Exercise objective
Using the records below, filter out every line that lacks "InMemoryLedger" and copy the rest.

Data records
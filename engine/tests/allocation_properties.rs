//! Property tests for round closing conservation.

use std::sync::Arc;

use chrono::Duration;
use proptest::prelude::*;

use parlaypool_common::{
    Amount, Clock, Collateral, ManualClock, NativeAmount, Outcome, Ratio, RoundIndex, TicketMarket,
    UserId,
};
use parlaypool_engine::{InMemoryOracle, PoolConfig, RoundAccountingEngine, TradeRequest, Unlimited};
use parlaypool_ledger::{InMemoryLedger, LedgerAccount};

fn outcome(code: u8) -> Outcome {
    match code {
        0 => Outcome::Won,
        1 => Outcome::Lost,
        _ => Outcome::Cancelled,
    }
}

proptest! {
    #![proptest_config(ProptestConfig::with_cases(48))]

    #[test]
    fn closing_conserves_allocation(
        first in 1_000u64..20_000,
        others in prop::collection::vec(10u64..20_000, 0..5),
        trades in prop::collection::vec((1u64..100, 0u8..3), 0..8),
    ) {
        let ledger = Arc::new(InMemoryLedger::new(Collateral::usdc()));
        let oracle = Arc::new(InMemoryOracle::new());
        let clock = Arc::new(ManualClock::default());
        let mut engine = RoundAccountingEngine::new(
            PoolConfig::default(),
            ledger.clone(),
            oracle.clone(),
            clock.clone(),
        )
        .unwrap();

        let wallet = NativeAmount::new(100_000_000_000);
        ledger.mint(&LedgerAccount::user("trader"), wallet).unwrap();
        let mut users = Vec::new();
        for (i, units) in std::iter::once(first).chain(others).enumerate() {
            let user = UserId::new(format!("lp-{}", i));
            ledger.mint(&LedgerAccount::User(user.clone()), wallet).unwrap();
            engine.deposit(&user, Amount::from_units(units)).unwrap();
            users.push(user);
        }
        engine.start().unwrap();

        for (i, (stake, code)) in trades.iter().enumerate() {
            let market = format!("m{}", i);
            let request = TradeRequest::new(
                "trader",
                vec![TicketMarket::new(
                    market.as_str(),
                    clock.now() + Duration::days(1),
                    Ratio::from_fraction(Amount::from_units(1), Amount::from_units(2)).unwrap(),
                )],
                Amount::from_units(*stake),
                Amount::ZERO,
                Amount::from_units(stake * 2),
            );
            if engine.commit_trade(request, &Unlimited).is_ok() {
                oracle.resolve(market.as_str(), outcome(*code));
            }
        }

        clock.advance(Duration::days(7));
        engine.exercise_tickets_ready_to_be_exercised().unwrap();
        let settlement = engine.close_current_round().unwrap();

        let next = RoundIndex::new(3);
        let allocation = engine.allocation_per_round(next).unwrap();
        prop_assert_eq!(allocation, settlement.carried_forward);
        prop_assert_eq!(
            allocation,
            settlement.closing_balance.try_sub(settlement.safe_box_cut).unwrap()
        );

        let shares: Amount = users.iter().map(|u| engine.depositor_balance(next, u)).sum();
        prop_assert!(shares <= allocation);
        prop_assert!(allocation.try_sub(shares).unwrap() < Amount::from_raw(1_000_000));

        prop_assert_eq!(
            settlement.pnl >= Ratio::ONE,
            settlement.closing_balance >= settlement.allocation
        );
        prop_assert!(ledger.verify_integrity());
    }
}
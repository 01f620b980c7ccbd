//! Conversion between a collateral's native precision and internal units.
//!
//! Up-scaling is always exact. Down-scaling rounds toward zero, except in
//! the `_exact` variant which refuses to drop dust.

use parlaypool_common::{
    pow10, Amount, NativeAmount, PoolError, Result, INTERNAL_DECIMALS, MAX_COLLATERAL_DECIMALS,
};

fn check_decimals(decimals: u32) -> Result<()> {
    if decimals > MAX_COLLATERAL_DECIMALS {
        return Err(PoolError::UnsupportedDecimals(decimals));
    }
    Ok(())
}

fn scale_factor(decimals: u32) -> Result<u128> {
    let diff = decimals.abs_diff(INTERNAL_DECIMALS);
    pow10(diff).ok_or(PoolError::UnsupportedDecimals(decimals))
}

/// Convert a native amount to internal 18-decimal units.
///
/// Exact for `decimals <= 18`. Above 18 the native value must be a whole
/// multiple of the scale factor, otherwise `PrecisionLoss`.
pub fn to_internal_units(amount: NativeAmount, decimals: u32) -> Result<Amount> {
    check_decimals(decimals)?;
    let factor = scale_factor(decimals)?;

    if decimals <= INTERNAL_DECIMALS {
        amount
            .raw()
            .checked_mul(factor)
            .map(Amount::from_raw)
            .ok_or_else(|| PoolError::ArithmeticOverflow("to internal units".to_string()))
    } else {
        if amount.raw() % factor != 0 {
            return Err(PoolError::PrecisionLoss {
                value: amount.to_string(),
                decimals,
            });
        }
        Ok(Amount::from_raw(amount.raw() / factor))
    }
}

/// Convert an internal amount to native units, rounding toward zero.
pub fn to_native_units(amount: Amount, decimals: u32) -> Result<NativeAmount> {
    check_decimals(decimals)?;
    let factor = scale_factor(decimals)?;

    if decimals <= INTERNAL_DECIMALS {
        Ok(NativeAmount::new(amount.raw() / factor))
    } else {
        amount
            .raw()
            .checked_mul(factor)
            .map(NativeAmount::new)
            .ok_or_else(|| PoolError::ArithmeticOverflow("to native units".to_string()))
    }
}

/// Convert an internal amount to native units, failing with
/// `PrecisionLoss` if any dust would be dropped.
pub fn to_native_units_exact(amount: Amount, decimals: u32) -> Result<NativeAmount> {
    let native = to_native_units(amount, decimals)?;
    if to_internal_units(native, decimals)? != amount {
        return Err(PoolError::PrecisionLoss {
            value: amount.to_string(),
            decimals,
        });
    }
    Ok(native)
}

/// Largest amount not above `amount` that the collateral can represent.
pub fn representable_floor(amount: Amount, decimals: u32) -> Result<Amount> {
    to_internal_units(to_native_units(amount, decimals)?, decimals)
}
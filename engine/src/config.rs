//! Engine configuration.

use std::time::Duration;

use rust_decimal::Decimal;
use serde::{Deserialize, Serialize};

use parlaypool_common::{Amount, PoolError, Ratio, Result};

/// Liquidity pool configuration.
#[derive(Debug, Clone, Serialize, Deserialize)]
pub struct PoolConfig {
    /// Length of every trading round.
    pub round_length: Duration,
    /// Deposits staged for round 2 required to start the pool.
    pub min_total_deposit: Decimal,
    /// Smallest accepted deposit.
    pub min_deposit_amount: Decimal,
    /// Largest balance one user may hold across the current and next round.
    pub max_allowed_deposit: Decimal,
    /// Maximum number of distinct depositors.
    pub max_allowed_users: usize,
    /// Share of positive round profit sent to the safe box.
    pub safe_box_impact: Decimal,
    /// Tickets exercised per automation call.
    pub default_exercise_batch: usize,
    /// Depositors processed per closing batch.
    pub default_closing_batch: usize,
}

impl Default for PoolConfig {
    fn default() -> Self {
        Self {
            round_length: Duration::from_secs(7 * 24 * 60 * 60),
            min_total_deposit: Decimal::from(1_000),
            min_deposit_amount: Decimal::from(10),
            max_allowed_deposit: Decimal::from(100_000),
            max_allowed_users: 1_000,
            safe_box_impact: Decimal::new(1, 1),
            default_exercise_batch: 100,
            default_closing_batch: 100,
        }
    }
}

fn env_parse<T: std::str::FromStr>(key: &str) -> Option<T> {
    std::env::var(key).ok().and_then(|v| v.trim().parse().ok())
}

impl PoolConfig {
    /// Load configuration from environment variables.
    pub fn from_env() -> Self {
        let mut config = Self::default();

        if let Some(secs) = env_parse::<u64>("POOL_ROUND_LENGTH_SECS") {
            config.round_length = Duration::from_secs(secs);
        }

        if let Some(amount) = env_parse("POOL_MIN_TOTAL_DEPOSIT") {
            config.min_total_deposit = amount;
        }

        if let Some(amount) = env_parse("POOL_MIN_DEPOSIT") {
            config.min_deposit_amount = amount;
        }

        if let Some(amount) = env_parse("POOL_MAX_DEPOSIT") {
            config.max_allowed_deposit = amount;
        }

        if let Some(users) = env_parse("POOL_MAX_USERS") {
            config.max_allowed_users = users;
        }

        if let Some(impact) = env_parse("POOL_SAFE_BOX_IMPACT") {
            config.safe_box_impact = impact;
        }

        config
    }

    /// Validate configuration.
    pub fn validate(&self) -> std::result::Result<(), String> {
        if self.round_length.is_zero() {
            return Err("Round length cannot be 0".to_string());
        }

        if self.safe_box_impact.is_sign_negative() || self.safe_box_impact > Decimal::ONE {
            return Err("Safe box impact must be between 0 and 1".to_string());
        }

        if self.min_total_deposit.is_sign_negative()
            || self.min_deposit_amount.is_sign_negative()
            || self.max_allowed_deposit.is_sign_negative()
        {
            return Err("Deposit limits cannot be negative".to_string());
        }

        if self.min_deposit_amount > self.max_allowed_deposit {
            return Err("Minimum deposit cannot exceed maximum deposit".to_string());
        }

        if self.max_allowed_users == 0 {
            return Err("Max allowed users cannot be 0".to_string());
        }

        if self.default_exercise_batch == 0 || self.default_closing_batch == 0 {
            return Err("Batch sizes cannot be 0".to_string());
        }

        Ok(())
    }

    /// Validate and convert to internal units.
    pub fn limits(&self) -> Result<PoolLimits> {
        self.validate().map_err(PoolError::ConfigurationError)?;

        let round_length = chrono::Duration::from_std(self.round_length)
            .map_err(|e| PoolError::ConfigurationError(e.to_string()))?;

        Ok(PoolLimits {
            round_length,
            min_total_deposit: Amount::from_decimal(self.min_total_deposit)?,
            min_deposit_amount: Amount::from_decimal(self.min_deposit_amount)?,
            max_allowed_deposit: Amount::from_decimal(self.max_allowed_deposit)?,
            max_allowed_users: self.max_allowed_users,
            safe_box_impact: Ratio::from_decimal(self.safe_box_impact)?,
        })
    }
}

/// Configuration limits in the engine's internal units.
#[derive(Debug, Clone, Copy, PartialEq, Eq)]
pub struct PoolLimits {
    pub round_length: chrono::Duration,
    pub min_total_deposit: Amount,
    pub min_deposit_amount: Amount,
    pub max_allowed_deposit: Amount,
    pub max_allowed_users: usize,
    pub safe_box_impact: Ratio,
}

Written response
use parlaypool_ledger::{InMemoryLedger, LedgerAccount};
        let ledger = Arc::new(InMemoryLedger::new(Collateral::usdc()));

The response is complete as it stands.